- Born: 6 January 1959 (age 67)
- Culinary career
- Television shows * MasterChef Israel איפה האוכל?; אוכל למחשבה; ;

= Eyal Shani =

Israeli chef

Eyal Shani (אייל שני; born 6 January 1959) is an Israeli celebrity chef noted for creating the Miznon restaurant chain.

== Culinary career==
Shani, a self-taught chef, opened the Israeli fine dining restaurant, Ocean, in 1989. After closing Ocean, he spent several years as a restaurant consultant.

Shani opened the first restaurant in his contemporary casual chain, Miznon, in 2011. It has since expanded to an international chain with restaurants in Paris, Vienna, Melbourne, Las Vegas, Singapore, London, New York, and Toronto.

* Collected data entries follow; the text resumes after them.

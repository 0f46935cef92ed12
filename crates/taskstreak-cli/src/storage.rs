use std::path::PathBuf;

use crate::config::Config;
use color_eyre::Result;
use dirs::data_dir;
use taskstreak_state::StateRepository;
use taskstreak_storage::file_store::FileStateStore;
use tracing::debug;

/// Resolve the default data directory for TaskStreak.
pub fn default_data_dir() -> Result<PathBuf> {
    let base = data_dir().ok_or_else(|| color_eyre::eyre::eyre!("no data dir available"))?;
    Ok(base.join("taskstreak"))
}

/// Build the file store, honouring the config override.
pub fn store_from_config(config: &Config) -> Result<FileStateStore> {
    let root = match &config.data_dir {
        Some(root) => {
            debug!(?root, "initializing state store (config override)");
            root.clone()
        }
        None => {
            let root = default_data_dir()?;
            debug!(?root, "initializing state store");
            root
        }
    };
    Ok(FileStateStore::new(root))
}

pub fn repository_from_config(config: &Config) -> Result<StateRepository<FileStateStore>> {
    Ok(StateRepository::new(store_from_config(config)?))
}

#[cfg(test)]
mod tests {
    use super::*;

    #[test]
    fn config_override_wins() {
        let cfg = Config {
            data_dir: Some(PathBuf::from("/tmp/streaks")),
            theme: None,
            timezone: None,
        };
        let store = store_from_config(&cfg).expect("store");
        assert_eq!(store.root(), PathBuf::from("/tmp/streaks").as_path());
    }
}
//! Moment-generating functions of probability distributions.
//!
//! The crate currently covers the exponential distribution:
//! - permissive scalar evaluation (`NaN` outside the domain)
//! - a curried evaluator with the rate fixed up front
//! - a checked API reporting invalid input through [`mgf_core::Error`]

pub mod exponential;

pub use exponential::ExponentialMgf;
pub use mgf_core::{Error, MomentGeneratingFunction, Result};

Shani's signature dishes at Miznon include whole, roasted cauliflower, and “run over potato”, a baked potato mixed with garlic, green onions, and sour cream and served paper-thin.

Shani opened HaSalon in Tel Aviv and Givatayim in 2008. Eyal is the head chef at the restaurant, which opens only two nights a week. Richard Vines, restaurant reviewer for Bloomberg, described the food at HaSalon as "simple but epic." Gault Millau named it one of the top restaurants in Israel in 2018.

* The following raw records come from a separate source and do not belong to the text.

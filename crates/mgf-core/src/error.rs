//! Error types for MGF evaluation

use thiserror::Error;

/// MGF error type
#[derive(Error, Debug, Clone, PartialEq)]
pub enum Error {
    /// Invalid parameter or argument
    #[error("Validation error: {0}")]
    Validation(String),

    /// The MGF does not converge at `t`
    #[error("Domain error: MGF diverges at t={t} (requires t < {rate})")]
    Domain {
        /// Evaluation point.
        t: f64,
        /// Rate parameter bounding the domain from above.
        rate: f64,
    },
}

/// Result type alias
pub type Result<T> = std::result::Result<T, Error>;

In April 2019, Shani and longtime business partner Shachar Segal opened HaSalon in Hell's Kitchen, New York City. In July 2023, HaSalon opened another location at the Venetian Resort in Las Vegas.

In May 2022, Shani opened Shmoné, meaning "eight" in Hebrew, in New York City. The restaurant featured a new menu every day. Shmoné earned a Michelin Star in March 2023, Shani's first.

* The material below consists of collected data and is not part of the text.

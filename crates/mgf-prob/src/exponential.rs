//! Exponential distribution MGF.
//!
//! For `X ~ Exponential(rate)` the moment-generating function is
//! `M(t) = rate / (rate - t)`, converging only for `t < rate`.
//!
//! [`mgf`] and [`partial`] never validate the rate: a non-positive or
//! non-finite rate flows straight through the comparison and the division.
//! Use [`try_mgf`] or [`ExponentialMgf::new`] when invalid input should be
//! an error instead.

use mgf_core::{Error, MomentGeneratingFunction, Result};
use serde::{Deserialize, Serialize};

/// MGF of an Exponential distribution with rate `rate`, evaluated at `t`.
///
/// Returns `NaN` for `t >= rate` (the boundary itself is excluded).
#[inline]
pub fn mgf(t: f64, rate: f64) -> f64 {
    if t >= rate {
        return f64::NAN;
    }
    rate / (rate - t)
}

/// Fix `rate` and return an evaluator of `t`.
///
/// `partial(rate)(t)` is exactly `mgf(t, rate)`.
pub fn partial(rate: f64) -> impl Fn(f64) -> f64 + Copy + Send + Sync {
    move |t| mgf(t, rate)
}

/// Check that `rate` is finite and strictly positive.
pub fn validate_rate(rate: f64) -> Result<()> {
    if !rate.is_finite() || rate <= 0.0 {
        return Err(Error::Validation(format!(
            "rate must be finite and > 0, got {}",
            rate
        )));
    }
    Ok(())
}

/// Checked MGF: rejects an invalid rate, a non-finite `t`, and `t >= rate`.
pub fn try_mgf(t: f64, rate: f64) -> Result<f64> {
    let res = checked_mgf(t, rate);
    if let Err(e) = &res {
        log::debug!("exponential mgf rejected t={} rate={}: {}", t, rate, e);
    }
    res
}

fn checked_mgf(t: f64, rate: f64) -> Result<f64> {
    validate_rate(rate)?;
    if !t.is_finite() {
        return Err(Error::Validation(format!("t must be finite, got {}", t)));
    }
    if t >= rate {
        return Err(Error::Domain { t, rate });
    }
    Ok(mgf(t, rate))
}

/// Exponential MGF with the rate bound up front.
///
/// Serializes as `{"rate": <f64>}`. Deserialization does not validate;
/// call [`ExponentialMgf::validate`] on untrusted input.
#[derive(Debug, Clone, Copy, PartialEq, Serialize, Deserialize)]
pub struct ExponentialMgf {
    rate: f64,
}

impl ExponentialMgf {
    /// Create an evaluator, requiring a finite `rate > 0`.
    pub fn new(rate: f64) -> Result<Self> {
        validate_rate(rate)?;
        Ok(Self { rate })
    }

    /// Create an evaluator without validating `rate` (same contract as [`partial`]).
    pub fn new_unchecked(rate: f64) -> Self {
        Self { rate }
    }

    /// Rate parameter.
    pub fn rate(&self) -> f64 {
        self.rate
    }

    /// Re-check the rate, e.g. after deserialization.
    pub fn validate(&self) -> Result<()> {
        validate_rate(self.rate)
    }

    /// Evaluate `M(t)`; `NaN` for `t >= rate`.
    #[inline]
    pub fn eval(&self, t: f64) -> f64 {
        mgf(t, self.rate)
    }

    /// Mean, `M'(0) = 1 / rate`.
    pub fn mean(&self) -> f64 {
        1.0 / self.rate
    }

    /// Variance, `M''(0) - M'(0)^2 = 1 / rate^2`.
    pub fn variance(&self) -> f64 {
        1.0 / (self.rate * self.rate)
    }

    /// Raw moment `E[X^n] = n! / rate^n`, the n-th derivative of `M` at zero.
    pub fn raw_moment(&self, n: u32) -> f64 {
        (1..=n).fold(1.0, |acc, k| acc * f64::from(k) / self.rate)
    }
}

impl MomentGeneratingFunction for ExponentialMgf {
    fn mgf(&self, t: f64) -> f64 {
        self.eval(t)
    }

    fn domain_upper_bound(&self) -> f64 {
        self.rate
    }

    /// Same checks as the free [`try_mgf`], so unchecked or deserialized
    /// values with a bad rate are rejected too.
    fn try_mgf(&self, t: f64) -> Result<f64> {
        try_mgf(t, self.rate)
    }
}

He is a judge on MasterChef Israel. During the 10th MasterChef season in 2022, Shani was criticized after he discriminated against a contestant who lives in Bat Ayin based on his residence. He denounced the contestant for choosing to live in a location beyond the Green Line. Critics called for Shani's removal from the show.

In December 2024, Shani opened up Malka in West Palm Beach. Shani has opened 40 restaurants around the world. Of those 40 restaurants, the only kosher ones are his four Malka locations, Dvora in Tel Aviv and two kosher-certified Miznons in NY/NJ.

== Reception ==
Writer Liel Leibovitz called Shani "Israel's most celebrated chef", and concluded that "Eyal Shani is a genius." Another critic claims he had one of the worst meals in his life at one of Shani's restaurants, saying "It feels like you're being scammed. He doesn't even deserve the title of 'Chef'. His mannerisms are only there to cover for bad cooking." New York Posts Steve Cuozzo noted that on a trip to Israel, many chefs he spoke to said Shani is "regarded as a joke" in his home country. At a 2017 conference devoted to Israeli cuisine sponsored by American University in Washington, D.C., “Israeli Cuisine as a Reflection of Israeli Society,” Foodie and artist Dr. Yael Raviv, author of “Falafel Nation,” criticized Shani as one of the Israeli chefs who attempted to claim credit for inventing an eggplant dish with tahini called "eggplant carpaccio" which is in fact baba ghanoush. The allegation is part of ongoing discussions on the politics of food in the Arab-Israeli conflict. While HaSalon enjoyed moderate popularity since opening, it drew criticism for its high prices. Shauna Lyon, in a review published by The New Yorker wrote "The prices are so high that you might find yourself straining to calculate the best deals." Cuozzo was also critical: "Many of the Mediterranean menu’s scandalously priced stinkers were just meh", and concluded "HaSalon translates as the salon or, as applied to this venue, the living room. But it might as well mean, Ha, suckers! The joke’s on us."